Characters of the Intervention: Bacci

In 1963 Paul VI established the Consilium which was tasked with the job of carrying out the liturgical reform mandated by Vatican II. Consilium formulated a new Order of Mass which Paul VI promulgated on April 3, 1969. Conservatives had seen half a decade of continual change in the liturgy as each progressivist revision brought the Mass closer to Protestantism, and, for fear that this new theology was going to eradicate the traditional theology of the Tridentine liturgy, a small group of conservative theologians, liturgists and pastors, including Cardinal Bacci, prepared a study of the contents of the Novus Ordo Missae. Cardinal Ottaviani, whose name to which the document has come to referred to under, consented to revise the study and to present it to Paul VI. The preparation of the text was the duty of Dominican theologian and philosopher then a professor at the Pontifical Lateran University in Rome , Fr. M.L. Guérard des Lauriers. What was born of this was what was titled "Breve Esame Critico del Novus Ordo Missae", now commonly known as The Ottaviani Intervention.

And so it was that close to 12 cardinals had agreed to sign the study including Arcadio Cardinal Larraona, former head of the Sacred Congregation of Rites. After examining the Critical Study, Cardinal Ottaviani signed the cover letter on Sept. 13 1969. However, most of its supporters abandoned the thing after a French priest published the Study a month early, leaving only Ottaviani and Bacci the sole supporters of the document.

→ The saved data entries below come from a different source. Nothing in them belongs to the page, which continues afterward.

//! Container Linux Config to Ignition v3.0 transpiler.
//!
//! Only the subset the harness relies on is converted: files on the root
//! filesystem, systemd units and drop-ins, networkd units and the users'
//! authorized keys. Everything else is reported and ignored.

use std::collections::BTreeMap;

use heck::ToLowerCamelCase;
use serde::{Deserialize, Deserializer};
use serde_yaml::Value;
use tracing::warn;

use super::ConfError;
use super::dataurl;
use super::ignition::v3_0::{self, Dropin, File, FileContents, Unit};
use super::ignition::{Extra, PasswdUser};
use super::platform::{DynamicValue, Platform};

const FORMAT: &str = "Container Linux Config";
const ROOT_FILESYSTEM: &str = "root";
const NETWORKD_DIR: &str = "/etc/systemd/network";
const NETWORKD_MODE: u32 = 0o644;
const METADATA_DROPIN: &str = "20-clct-metadata.conf";
const METADATA_DROPIN_CONTENTS: &str = "[Unit]\nRequires=coreos-metadata.service\nAfter=coreos-metadata.service\n\n[Service]\nEnvironmentFile=/run/metadata/coreos\n";

#[derive(Debug, Default, Deserialize)]
struct Document {
    #[serde(default)]
    storage: Storage,
    #[serde(default)]
    systemd: Systemd,
    #[serde(default)]
    networkd: Networkd,
    #[serde(default)]
    passwd: Passwd,
    #[serde(flatten)]
    other: BTreeMap<String, Value>,
}

#[derive(Debug, Default, Deserialize)]
struct Storage {
    #[serde(default)]
    files: Vec<StorageFile>,
    #[serde(flatten)]
    other: BTreeMap<String, Value>,
}

#[derive(Debug, Deserialize)]
struct StorageFile {
    path: String,
    #[serde(default)]
    filesystem: Option<String>,
    #[serde(default)]
    contents: Option<Contents>,
    #[serde(default, deserialize_with = "mode_from_yaml")]
    mode: Option<u32>,
    #[serde(default)]
    overwrite: Option<bool>,
}

#[derive(Debug, Deserialize)]
struct Contents {
    #[serde(default)]
    inline: Option<String>,
    #[serde(default)]
    remote: Option<Remote>,
}

#[derive(Debug, Deserialize)]
struct Remote {
    url: String,
}

#[derive(Debug, Default, Deserialize)]
struct Systemd {
    #[serde(default)]
    units: Vec<SystemdUnit>,
}

#[derive(Debug, Deserialize)]
struct SystemdUnit {
    name: String,
    #[serde(default)]
    enable: Option<bool>,
    #[serde(default)]
    enabled: Option<bool>,
    #[serde(default)]
    mask: Option<bool>,
    #[serde(default)]
    contents: Option<String>,
    #[serde(default)]
    dropins: Vec<SystemdDropin>,
}

#[derive(Debug, Deserialize)]
struct SystemdDropin {
    name: String,
    #[serde(default)]
    contents: Option<String>,
}

#[derive(Debug, Default, Deserialize)]
struct Networkd {
    #[serde(default)]
    units: Vec<NetworkdUnit>,
}

#[derive(Debug, Deserialize)]
struct NetworkdUnit {
    name: String,
    #[serde(default)]
    contents: String,
}

#[derive(Debug, Default, Deserialize)]
struct Passwd {
    #[serde(default)]
    users: Vec<User>,
}

#[derive(Debug, Deserialize)]
struct User {
    name: String,
    #[serde(default)]
    ssh_authorized_keys: Vec<String>,
    #[serde(flatten)]
    other: BTreeMap<String, Value>,
}

fn mode_from_yaml<'de, D>(deserializer: D) -> Result<Option<u32>, D::Error>
where
    D: Deserializer<'de>,
{
    use serde::de::Error;

    match Option::<Value>::deserialize(deserializer)? {
        None | Some(Value::Null) => Ok(None),
        Some(Value::Number(number)) => number
            .as_u64()
            .and_then(|value| u32::try_from(value).ok())
            .map(Some)
            .ok_or_else(|| D::Error::custom(format!("invalid file mode {number}"))),
        Some(Value::String(text)) => {
            let digits = text.strip_prefix("0o").unwrap_or(&text);
            u32::from_str_radix(digits, 8)
                .map(Some)
                .map_err(|err| D::Error::custom(format!("invalid file mode {text:?}: {err}")))
        }
        Some(other) => Err(D::Error::custom(format!("invalid file mode {other:?}"))),
    }
}

/// Converts a Container Linux Config into an Ignition v3.0 document.
///
/// # Errors
///
/// Returns [`ConfError::Parse`] when the YAML is malformed and
/// [`ConfError::Transpile`] when the document uses features that cannot be
/// expressed for `platform`.
pub fn transpile(text: &str, platform: Platform) -> Result<v3_0::Config, ConfError> {
    let document = parse(text)?;
    Transpiler { platform }.convert(document)
}

fn parse(text: &str) -> Result<Document, ConfError> {
    let parse_error = |message: String| ConfError::Parse {
        format: FORMAT,
        message,
    };
    let value: Value = serde_yaml::from_str(text).map_err(|err| parse_error(err.to_string()))?;
    match value {
        Value::Null => Ok(Document::default()),
        Value::Mapping(_) => {
            serde_yaml::from_value(value).map_err(|err| parse_error(err.to_string()))
        }
        _ => Err(parse_error(String::from(
            "expected a mapping at the top level",
        ))),
    }
}

struct Transpiler {
    platform: Platform,
}

impl Transpiler {
    fn convert(&self, document: Document) -> Result<v3_0::Config, ConfError> {
        warn_ignored("", &document.other);
        warn_ignored("storage.", &document.storage.other);

        let mut config = v3_0::Config::default();
        for file in document.storage.files {
            config.storage.files.push(self.file(file)?);
        }
        for unit in document.networkd.units {
            config.storage.files.push(networkd_file(unit));
        }
        for unit in document.systemd.units {
            config.systemd.units.push(self.unit(unit)?);
        }
        for user in document.passwd.users {
            config.passwd.users.push(user_entry(user));
        }
        Ok(config)
    }

    fn file(&self, file: StorageFile) -> Result<File, ConfError> {
        if let Some(filesystem) = file.filesystem.as_deref()
            && filesystem != ROOT_FILESYSTEM
        {
            return Err(self.error(format!(
                "file {} targets filesystem {filesystem:?}; only {ROOT_FILESYSTEM:?} is supported",
                file.path
            )));
        }
        let source = match file.contents {
            None => None,
            Some(Contents {
                inline: Some(_),
                remote: Some(_),
            }) => {
                return Err(self.error(format!(
                    "file {} sets both inline and remote contents",
                    file.path
                )));
            }
            Some(Contents {
                inline: Some(inline),
                ..
            }) => Some(dataurl::encode(inline.as_bytes())),
            Some(Contents {
                remote: Some(remote),
                ..
            }) => Some(remote.url),
            Some(_) => None,
        };
        Ok(File {
            path: file.path,
            overwrite: file.overwrite,
            contents: source.map(|source| FileContents {
                source: Some(source),
                other: Extra::new(),
            }),
            mode: file.mode,
            other: Extra::new(),
        })
    }

    fn unit(&self, unit: SystemdUnit) -> Result<Unit, ConfError> {
        let mut uses_metadata = false;
        let contents = match unit.contents {
            Some(text) => Some(self.substitute(&text, &mut uses_metadata)?),
            None => None,
        };
        let mut dropins = Vec::with_capacity(unit.dropins.len() + 1);
        for dropin in unit.dropins {
            let contents = match dropin.contents {
                Some(text) => Some(self.substitute(&text, &mut uses_metadata)?),
                None => None,
            };
            dropins.push(Dropin {
                name: dropin.name,
                contents,
            });
        }
        if uses_metadata {
            dropins.push(Dropin {
                name: METADATA_DROPIN.to_owned(),
                contents: Some(METADATA_DROPIN_CONTENTS.to_owned()),
            });
        }
        Ok(Unit {
            name: unit.name,
            enabled: unit.enabled.or(unit.enable),
            mask: unit.mask,
            contents,
            dropins,
        })
    }

    fn substitute(&self, text: &str, uses_metadata: &mut bool) -> Result<String, ConfError> {
        let mut output = text.to_owned();
        for value in DynamicValue::ALL {
            if !output.contains(value.token()) {
                continue;
            }
            if self.platform == Platform::Unspecified {
                return Err(self.error(String::from(
                    "a platform must be specified to use dynamic data",
                )));
            }
            let variable = self.platform.metadata_variable(value).ok_or_else(|| {
                self.error(format!(
                    "platform {} does not provide {}",
                    self.platform,
                    value.token()
                ))
            })?;
            output = output.replace(value.token(), &format!("${{{variable}}}"));
            *uses_metadata = true;
        }
        Ok(output)
    }

    fn error(&self, message: String) -> ConfError {
        ConfError::Transpile {
            platform: self.platform.to_string(),
            message,
        }
    }
}

fn networkd_file(unit: NetworkdUnit) -> File {
    File {
        path: format!("{NETWORKD_DIR}/{}", unit.name),
        overwrite: None,
        contents: Some(FileContents {
            source: Some(dataurl::encode(unit.contents.as_bytes())),
            other: Extra::new(),
        }),
        mode: Some(NETWORKD_MODE),
        other: Extra::new(),
    }
}

fn user_entry(user: User) -> PasswdUser {
    let other = user
        .other
        .into_iter()
        .filter_map(|(key, value)| match serde_json::to_value(value) {
            Ok(json) => Some((key.to_lower_camel_case(), json)),
            Err(err) => {
                warn!(user = %user.name, key = %key, error = %err, "dropping user field");
                None
            }
        })
        .collect();
    PasswdUser {
        name: user.name,
        ssh_authorized_keys: user.ssh_authorized_keys,
        other,
    }
}

fn warn_ignored(prefix: &str, keys: &BTreeMap<String, Value>) {
    for key in keys.keys() {
        warn!(section = %format!("{prefix}{key}"), "ignoring unsupported Container Linux Config section");
    }
}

Antonio Cardinal Bacci was a famous Latinist and during this time served on the Vatican Congregations for Religious, Causes of Saints, and Catholic Education, and was one of the most outstanding scholars on Latin in the Curia having published the Lexicon Eorum Vocabulorum Quae Difficilius Latine Redduntur, a dictionary of modern terms in Latin and a standard reference for writers of Latin, especially in the Vatican, continued his support along with Ottaviani. In 1967 Cardinal Bacci had written a complimentary preface to a book which accused the liturgical reform of abandoning the Council of Trent in favour of novel theologies, and that Cardinal Lercaro, the head of Consilium, was “Luther resurrected.” Cardinal Bacci signed the letter on September 28, and, on September 29, the Study and the covering letter were presented to Paul VI. Almost 2 years later, on Jan. 20, 1971, Antonio Cardinal Bacci died at 84.